**Try it:** When you spot the word "SortKey" in a line of the data below, copy that line.

Stored items
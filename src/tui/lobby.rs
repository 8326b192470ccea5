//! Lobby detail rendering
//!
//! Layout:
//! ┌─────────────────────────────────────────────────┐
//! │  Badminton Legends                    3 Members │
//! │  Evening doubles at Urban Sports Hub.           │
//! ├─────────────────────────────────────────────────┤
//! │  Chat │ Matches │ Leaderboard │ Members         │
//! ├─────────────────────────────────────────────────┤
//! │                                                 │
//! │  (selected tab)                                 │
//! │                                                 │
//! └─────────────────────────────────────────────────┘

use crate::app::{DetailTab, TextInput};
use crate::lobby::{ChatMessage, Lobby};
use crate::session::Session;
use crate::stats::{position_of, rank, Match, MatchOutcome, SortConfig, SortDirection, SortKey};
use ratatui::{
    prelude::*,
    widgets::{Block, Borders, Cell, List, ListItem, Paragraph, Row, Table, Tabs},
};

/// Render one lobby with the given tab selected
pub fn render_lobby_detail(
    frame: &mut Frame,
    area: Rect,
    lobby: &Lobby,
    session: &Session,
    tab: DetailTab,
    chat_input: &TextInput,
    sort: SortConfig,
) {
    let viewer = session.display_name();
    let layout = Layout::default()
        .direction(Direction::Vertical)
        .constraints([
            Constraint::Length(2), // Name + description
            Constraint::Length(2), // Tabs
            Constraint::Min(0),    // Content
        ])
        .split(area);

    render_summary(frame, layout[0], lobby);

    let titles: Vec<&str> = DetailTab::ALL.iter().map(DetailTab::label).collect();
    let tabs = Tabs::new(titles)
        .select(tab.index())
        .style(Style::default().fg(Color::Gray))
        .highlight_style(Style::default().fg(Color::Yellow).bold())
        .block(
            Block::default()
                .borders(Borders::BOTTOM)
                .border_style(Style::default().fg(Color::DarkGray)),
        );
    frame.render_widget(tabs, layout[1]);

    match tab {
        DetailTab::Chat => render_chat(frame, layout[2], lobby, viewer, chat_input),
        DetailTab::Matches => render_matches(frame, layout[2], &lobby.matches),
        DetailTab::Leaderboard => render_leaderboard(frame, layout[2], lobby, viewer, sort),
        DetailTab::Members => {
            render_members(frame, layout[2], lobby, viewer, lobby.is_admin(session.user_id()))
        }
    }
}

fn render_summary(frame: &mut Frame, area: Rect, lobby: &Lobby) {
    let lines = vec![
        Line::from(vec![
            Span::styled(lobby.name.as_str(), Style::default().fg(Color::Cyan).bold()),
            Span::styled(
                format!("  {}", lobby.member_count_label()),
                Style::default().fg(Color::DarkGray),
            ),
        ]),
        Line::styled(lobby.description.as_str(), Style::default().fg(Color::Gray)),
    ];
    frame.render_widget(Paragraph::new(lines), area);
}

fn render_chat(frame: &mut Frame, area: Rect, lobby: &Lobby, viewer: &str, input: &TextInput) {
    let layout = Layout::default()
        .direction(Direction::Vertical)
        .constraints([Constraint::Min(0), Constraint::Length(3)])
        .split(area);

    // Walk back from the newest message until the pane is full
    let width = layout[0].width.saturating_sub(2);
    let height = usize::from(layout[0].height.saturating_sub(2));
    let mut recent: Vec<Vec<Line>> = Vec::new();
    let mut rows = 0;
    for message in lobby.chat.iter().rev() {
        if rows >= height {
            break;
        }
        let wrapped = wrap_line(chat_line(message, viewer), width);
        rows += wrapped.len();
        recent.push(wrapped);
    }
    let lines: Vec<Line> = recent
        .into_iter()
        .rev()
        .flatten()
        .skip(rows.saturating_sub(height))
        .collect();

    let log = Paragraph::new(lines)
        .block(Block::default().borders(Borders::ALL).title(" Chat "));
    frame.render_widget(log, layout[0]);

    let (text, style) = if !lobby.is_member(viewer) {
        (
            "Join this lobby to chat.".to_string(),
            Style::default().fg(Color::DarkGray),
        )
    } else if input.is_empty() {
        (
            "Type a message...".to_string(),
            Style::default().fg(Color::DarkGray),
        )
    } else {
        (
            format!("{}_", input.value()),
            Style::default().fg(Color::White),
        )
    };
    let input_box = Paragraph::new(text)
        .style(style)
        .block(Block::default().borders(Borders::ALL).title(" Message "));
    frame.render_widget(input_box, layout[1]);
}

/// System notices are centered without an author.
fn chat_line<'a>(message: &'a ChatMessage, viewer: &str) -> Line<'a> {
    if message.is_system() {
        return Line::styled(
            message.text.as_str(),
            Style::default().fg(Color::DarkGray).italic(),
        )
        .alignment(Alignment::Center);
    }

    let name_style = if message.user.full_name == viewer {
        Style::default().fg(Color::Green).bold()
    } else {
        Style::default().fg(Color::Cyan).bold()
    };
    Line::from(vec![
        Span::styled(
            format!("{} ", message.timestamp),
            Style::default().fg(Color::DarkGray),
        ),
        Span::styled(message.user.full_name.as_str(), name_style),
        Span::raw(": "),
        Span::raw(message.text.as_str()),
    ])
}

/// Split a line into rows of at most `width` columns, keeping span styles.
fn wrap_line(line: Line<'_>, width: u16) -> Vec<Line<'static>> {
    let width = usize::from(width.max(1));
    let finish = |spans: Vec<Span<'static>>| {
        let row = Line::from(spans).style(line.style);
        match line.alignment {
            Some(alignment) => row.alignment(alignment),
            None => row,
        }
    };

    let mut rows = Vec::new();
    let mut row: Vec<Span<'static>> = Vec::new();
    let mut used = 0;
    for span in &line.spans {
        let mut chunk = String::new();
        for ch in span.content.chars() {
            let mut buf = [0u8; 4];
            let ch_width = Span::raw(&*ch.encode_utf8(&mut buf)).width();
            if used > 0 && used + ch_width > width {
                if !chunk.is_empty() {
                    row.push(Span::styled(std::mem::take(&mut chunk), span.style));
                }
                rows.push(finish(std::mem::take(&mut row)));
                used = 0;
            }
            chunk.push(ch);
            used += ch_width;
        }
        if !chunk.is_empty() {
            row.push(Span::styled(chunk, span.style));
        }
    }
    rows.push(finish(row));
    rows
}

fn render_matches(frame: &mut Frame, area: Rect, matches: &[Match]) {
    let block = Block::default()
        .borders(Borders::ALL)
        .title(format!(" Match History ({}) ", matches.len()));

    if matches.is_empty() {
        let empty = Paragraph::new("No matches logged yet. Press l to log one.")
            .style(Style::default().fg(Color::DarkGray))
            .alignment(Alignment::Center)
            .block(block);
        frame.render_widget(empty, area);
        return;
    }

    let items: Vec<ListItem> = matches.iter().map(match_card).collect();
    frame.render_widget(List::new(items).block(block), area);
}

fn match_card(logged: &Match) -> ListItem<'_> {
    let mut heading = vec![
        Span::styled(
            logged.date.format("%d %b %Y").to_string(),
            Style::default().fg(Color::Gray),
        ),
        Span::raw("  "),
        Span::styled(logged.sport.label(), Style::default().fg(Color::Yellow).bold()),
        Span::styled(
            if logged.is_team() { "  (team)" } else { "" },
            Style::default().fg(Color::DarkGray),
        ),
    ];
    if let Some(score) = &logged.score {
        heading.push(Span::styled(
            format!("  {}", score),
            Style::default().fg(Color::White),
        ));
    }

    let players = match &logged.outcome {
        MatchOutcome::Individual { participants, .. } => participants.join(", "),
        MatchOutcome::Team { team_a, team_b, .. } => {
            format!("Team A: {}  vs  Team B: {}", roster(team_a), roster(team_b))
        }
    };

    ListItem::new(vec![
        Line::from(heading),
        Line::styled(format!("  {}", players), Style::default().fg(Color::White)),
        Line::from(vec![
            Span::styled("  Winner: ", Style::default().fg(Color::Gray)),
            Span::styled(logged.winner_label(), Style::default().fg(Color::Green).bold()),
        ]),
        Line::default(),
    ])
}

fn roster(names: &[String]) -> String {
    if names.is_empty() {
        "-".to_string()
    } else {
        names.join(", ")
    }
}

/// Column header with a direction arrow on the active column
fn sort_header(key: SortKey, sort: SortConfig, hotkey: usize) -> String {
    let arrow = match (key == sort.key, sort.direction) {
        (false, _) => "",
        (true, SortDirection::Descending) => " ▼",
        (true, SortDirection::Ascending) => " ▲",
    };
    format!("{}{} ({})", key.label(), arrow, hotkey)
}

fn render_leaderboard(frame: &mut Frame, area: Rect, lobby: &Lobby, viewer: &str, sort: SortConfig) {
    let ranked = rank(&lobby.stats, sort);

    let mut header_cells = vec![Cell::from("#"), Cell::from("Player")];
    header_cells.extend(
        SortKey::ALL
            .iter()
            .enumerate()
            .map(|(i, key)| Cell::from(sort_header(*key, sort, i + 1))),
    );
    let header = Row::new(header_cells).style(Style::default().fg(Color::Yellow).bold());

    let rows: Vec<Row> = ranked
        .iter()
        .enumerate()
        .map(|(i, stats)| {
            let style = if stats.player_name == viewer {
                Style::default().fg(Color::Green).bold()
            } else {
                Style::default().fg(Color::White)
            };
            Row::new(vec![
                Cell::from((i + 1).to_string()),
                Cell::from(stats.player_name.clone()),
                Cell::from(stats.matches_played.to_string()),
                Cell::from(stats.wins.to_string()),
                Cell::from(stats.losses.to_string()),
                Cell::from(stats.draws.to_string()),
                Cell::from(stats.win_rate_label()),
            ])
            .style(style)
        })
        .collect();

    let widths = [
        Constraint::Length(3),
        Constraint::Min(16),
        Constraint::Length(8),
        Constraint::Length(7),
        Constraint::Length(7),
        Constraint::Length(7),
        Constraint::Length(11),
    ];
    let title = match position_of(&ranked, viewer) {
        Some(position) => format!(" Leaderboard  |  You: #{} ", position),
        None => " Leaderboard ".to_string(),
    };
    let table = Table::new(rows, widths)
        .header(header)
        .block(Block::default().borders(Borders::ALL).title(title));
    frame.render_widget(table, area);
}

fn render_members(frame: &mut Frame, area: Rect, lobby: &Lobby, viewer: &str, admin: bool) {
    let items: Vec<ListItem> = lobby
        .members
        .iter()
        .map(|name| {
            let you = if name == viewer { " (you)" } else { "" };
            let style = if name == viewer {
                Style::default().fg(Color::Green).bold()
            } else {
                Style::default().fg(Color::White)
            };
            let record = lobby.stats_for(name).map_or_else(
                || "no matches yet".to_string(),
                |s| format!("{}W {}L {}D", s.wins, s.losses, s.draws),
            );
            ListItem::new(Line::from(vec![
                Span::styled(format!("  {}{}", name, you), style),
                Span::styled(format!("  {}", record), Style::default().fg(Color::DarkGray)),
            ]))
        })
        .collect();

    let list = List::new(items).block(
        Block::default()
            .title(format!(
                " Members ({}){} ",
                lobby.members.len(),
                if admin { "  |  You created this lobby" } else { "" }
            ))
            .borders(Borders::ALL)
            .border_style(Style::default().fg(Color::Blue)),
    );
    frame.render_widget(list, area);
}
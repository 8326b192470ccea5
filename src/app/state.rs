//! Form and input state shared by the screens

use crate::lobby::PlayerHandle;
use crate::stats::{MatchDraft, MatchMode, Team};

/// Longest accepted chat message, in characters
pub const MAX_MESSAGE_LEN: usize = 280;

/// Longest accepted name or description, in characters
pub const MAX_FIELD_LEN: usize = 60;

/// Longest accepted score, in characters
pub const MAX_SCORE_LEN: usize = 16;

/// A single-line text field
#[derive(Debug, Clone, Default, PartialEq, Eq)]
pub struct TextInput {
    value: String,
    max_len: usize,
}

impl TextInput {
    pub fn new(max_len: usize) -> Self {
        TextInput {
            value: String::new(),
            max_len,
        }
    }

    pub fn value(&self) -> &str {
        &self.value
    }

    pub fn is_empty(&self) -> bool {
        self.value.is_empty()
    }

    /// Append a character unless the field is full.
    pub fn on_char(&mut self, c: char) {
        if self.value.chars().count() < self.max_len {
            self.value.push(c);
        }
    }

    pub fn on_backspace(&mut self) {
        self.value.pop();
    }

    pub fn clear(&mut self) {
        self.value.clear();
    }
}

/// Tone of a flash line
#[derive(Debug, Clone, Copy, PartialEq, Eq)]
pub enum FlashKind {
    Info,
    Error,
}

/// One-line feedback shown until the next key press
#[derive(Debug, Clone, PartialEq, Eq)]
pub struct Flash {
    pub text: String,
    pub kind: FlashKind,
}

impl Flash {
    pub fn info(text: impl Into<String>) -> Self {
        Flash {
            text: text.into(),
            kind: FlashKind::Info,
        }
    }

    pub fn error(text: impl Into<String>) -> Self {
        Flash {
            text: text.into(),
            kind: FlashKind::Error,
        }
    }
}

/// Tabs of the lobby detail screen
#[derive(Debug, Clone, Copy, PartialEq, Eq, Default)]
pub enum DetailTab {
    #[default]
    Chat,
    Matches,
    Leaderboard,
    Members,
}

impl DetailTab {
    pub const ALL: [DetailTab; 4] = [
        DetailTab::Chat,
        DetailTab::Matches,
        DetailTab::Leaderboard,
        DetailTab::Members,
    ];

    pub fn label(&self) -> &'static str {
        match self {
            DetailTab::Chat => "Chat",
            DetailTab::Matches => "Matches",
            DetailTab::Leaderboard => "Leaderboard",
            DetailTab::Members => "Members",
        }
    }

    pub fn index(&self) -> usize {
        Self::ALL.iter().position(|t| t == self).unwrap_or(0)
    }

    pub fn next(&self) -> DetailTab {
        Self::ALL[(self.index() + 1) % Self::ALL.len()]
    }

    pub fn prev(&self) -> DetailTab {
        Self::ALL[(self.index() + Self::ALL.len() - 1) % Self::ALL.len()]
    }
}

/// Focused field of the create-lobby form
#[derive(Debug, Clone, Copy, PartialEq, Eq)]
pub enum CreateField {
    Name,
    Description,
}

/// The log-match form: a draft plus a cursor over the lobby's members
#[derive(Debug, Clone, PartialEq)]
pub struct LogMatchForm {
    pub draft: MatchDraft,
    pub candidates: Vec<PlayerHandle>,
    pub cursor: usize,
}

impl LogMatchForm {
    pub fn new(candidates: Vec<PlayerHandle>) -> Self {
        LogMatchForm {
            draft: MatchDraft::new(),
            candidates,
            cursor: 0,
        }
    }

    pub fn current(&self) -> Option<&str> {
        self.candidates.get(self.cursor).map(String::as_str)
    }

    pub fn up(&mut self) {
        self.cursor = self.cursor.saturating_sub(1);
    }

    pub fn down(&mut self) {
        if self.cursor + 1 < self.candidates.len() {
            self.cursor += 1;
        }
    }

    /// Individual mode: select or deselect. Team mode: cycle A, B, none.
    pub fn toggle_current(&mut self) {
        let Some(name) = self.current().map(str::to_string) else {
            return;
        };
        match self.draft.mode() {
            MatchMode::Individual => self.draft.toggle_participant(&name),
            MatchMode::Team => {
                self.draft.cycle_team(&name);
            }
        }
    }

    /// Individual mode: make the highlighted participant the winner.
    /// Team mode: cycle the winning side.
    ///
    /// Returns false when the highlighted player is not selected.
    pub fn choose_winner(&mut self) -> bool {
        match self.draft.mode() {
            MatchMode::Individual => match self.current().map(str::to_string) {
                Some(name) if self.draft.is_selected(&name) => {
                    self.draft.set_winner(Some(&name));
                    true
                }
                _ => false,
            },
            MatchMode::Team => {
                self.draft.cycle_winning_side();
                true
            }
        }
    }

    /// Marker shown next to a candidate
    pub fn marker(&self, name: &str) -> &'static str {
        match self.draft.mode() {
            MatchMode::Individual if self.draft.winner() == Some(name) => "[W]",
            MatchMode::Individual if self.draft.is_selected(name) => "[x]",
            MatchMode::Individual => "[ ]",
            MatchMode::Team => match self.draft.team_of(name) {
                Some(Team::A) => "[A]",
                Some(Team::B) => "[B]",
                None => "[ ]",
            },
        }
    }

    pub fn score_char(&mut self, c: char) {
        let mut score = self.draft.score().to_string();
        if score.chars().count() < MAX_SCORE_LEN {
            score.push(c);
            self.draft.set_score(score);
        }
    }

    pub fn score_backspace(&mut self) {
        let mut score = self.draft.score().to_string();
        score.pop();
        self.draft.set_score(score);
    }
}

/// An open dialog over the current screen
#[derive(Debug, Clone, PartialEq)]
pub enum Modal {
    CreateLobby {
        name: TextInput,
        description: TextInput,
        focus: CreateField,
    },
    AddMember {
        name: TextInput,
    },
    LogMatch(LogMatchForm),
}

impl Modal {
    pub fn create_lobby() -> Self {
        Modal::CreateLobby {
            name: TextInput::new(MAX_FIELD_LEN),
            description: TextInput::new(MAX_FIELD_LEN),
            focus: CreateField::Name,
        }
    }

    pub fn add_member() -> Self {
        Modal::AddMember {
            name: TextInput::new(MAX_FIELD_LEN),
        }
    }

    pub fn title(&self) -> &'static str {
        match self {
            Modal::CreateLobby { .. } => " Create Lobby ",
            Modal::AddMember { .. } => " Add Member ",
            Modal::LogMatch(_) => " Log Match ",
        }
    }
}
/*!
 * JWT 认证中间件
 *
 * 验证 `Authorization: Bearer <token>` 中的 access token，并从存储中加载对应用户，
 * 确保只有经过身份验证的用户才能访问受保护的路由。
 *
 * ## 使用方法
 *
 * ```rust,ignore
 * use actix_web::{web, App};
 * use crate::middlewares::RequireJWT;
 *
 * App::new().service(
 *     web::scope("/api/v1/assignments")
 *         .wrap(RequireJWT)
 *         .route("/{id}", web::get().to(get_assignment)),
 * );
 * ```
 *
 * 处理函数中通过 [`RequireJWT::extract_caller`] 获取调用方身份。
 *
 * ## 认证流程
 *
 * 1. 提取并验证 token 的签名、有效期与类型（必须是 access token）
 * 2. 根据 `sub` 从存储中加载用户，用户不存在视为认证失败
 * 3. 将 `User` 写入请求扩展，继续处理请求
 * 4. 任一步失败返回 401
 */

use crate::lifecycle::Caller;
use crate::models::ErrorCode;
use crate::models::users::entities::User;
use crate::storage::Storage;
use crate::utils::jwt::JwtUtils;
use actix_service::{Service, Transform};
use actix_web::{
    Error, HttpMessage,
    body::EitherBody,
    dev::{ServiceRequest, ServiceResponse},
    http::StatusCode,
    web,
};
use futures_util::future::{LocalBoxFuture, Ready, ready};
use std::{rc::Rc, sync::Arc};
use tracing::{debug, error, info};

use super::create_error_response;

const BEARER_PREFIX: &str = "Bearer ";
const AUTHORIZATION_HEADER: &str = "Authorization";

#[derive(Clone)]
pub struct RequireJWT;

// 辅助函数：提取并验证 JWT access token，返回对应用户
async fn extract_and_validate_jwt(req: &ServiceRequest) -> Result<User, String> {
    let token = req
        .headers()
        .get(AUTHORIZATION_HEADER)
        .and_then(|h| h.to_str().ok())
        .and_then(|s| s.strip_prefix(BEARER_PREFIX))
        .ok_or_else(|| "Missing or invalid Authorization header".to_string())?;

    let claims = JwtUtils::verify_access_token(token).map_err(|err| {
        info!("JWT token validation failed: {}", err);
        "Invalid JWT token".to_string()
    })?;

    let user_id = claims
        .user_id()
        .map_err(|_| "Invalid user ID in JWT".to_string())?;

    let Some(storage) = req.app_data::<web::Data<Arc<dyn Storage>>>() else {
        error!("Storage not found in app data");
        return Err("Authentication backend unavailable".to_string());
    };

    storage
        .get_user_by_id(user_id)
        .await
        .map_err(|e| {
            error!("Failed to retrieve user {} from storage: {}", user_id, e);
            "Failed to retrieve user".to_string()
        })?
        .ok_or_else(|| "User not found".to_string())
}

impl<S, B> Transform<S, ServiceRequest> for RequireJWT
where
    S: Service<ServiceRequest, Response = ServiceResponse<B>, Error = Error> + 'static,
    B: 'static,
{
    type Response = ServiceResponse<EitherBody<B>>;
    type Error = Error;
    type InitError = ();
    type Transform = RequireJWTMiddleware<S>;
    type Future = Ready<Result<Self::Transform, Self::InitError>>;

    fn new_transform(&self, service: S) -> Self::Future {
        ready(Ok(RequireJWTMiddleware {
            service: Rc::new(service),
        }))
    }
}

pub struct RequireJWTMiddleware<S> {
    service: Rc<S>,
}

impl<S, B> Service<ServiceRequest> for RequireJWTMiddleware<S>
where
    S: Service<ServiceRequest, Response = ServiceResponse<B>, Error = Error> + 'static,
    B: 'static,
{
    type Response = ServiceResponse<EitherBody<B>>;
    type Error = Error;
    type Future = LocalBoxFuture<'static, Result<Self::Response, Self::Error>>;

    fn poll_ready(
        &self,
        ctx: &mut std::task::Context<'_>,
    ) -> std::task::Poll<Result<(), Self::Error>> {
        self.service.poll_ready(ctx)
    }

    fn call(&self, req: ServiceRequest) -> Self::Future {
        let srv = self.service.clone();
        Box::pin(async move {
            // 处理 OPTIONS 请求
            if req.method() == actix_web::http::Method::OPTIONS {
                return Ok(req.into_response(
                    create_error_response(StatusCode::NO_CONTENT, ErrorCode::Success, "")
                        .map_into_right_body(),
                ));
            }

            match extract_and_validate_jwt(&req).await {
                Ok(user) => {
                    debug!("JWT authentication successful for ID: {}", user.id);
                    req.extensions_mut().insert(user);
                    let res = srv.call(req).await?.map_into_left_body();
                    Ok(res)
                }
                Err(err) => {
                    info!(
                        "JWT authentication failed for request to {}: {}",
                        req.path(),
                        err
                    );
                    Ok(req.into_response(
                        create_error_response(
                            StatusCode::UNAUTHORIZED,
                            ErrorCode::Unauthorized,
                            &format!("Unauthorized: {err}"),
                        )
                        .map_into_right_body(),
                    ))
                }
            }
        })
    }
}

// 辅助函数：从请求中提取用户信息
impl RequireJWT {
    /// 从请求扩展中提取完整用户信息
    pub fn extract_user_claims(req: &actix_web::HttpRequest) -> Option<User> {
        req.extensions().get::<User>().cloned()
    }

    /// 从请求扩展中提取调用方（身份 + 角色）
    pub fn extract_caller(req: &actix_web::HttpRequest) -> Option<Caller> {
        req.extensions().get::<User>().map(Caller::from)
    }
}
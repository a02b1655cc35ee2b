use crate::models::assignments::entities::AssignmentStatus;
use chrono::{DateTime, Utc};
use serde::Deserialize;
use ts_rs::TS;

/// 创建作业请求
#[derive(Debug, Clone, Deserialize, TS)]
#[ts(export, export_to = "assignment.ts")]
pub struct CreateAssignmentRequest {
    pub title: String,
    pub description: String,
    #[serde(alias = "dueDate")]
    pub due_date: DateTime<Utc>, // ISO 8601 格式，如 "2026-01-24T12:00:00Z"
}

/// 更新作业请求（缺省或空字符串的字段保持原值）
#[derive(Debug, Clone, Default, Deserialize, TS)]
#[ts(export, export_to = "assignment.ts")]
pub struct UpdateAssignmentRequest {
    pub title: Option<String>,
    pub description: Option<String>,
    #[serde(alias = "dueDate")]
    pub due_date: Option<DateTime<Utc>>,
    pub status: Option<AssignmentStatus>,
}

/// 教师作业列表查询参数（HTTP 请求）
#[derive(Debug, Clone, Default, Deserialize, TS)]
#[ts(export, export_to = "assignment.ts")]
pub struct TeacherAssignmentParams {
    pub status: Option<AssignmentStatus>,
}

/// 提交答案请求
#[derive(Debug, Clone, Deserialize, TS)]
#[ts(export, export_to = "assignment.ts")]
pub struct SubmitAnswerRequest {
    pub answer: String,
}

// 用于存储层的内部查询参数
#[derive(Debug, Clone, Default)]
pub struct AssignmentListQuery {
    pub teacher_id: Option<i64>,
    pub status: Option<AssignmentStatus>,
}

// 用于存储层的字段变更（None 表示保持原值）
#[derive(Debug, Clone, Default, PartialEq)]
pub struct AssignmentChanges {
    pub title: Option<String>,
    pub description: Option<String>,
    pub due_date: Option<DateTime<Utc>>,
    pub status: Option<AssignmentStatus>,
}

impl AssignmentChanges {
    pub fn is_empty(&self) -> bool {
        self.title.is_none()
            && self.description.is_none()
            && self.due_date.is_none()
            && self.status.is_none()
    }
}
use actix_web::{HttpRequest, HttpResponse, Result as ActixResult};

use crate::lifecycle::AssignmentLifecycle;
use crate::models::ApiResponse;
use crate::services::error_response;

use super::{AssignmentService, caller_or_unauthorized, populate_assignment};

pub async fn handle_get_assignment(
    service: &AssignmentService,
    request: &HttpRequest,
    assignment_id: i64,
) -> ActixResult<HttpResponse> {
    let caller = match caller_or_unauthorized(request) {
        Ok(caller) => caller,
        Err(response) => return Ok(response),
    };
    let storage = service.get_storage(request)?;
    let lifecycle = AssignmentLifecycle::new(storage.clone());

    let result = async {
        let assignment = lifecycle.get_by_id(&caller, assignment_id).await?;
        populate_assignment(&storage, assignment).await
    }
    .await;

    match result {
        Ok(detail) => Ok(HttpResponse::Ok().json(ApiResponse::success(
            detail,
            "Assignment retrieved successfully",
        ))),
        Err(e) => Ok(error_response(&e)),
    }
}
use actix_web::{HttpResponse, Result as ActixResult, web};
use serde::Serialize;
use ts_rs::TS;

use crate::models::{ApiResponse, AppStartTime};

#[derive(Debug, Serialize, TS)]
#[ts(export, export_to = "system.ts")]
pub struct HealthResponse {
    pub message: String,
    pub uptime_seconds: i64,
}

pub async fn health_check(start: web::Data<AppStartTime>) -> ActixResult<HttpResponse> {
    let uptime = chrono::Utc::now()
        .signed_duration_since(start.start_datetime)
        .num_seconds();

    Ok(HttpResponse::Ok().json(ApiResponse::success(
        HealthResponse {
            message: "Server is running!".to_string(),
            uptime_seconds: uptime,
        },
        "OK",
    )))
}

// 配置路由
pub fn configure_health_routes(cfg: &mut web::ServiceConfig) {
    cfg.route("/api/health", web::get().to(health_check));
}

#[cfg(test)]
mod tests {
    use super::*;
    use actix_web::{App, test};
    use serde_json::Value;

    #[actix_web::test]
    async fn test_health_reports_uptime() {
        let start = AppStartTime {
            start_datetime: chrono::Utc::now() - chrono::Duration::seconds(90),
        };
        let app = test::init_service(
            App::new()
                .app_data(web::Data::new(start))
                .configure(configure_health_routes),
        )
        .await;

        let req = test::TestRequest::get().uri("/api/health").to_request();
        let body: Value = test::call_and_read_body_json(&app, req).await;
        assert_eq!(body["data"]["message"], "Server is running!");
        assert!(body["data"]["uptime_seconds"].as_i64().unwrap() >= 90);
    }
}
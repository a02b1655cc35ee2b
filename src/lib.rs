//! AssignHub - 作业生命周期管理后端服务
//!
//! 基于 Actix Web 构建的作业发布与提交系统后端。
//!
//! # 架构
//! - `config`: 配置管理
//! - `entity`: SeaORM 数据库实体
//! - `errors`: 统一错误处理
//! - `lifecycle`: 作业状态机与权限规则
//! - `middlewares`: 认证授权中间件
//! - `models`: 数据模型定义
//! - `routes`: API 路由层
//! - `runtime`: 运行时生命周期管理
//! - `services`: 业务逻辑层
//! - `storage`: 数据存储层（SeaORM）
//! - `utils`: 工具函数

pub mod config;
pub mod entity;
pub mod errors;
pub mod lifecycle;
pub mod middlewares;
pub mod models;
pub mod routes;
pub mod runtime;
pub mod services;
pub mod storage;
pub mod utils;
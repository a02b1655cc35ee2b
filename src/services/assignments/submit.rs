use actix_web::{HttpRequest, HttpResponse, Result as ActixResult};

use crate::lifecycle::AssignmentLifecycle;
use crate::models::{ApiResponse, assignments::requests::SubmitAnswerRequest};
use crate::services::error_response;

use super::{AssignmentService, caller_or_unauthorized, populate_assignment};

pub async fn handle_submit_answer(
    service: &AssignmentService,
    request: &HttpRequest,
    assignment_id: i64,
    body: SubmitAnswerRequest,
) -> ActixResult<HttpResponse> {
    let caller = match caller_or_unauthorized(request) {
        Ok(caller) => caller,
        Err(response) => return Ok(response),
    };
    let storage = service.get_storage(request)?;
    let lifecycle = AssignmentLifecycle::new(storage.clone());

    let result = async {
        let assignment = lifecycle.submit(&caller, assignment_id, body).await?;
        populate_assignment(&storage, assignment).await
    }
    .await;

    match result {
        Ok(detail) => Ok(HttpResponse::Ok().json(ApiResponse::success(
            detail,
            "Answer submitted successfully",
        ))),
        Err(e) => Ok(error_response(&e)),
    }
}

**Response to this task:**
use crate::stats::{position_of, rank, Match, MatchOutcome, SortConfig, SortDirection, SortKey};
fn sort_header(key: SortKey, sort: SortConfig, hotkey: usize) -> String {
        SortKey::ALL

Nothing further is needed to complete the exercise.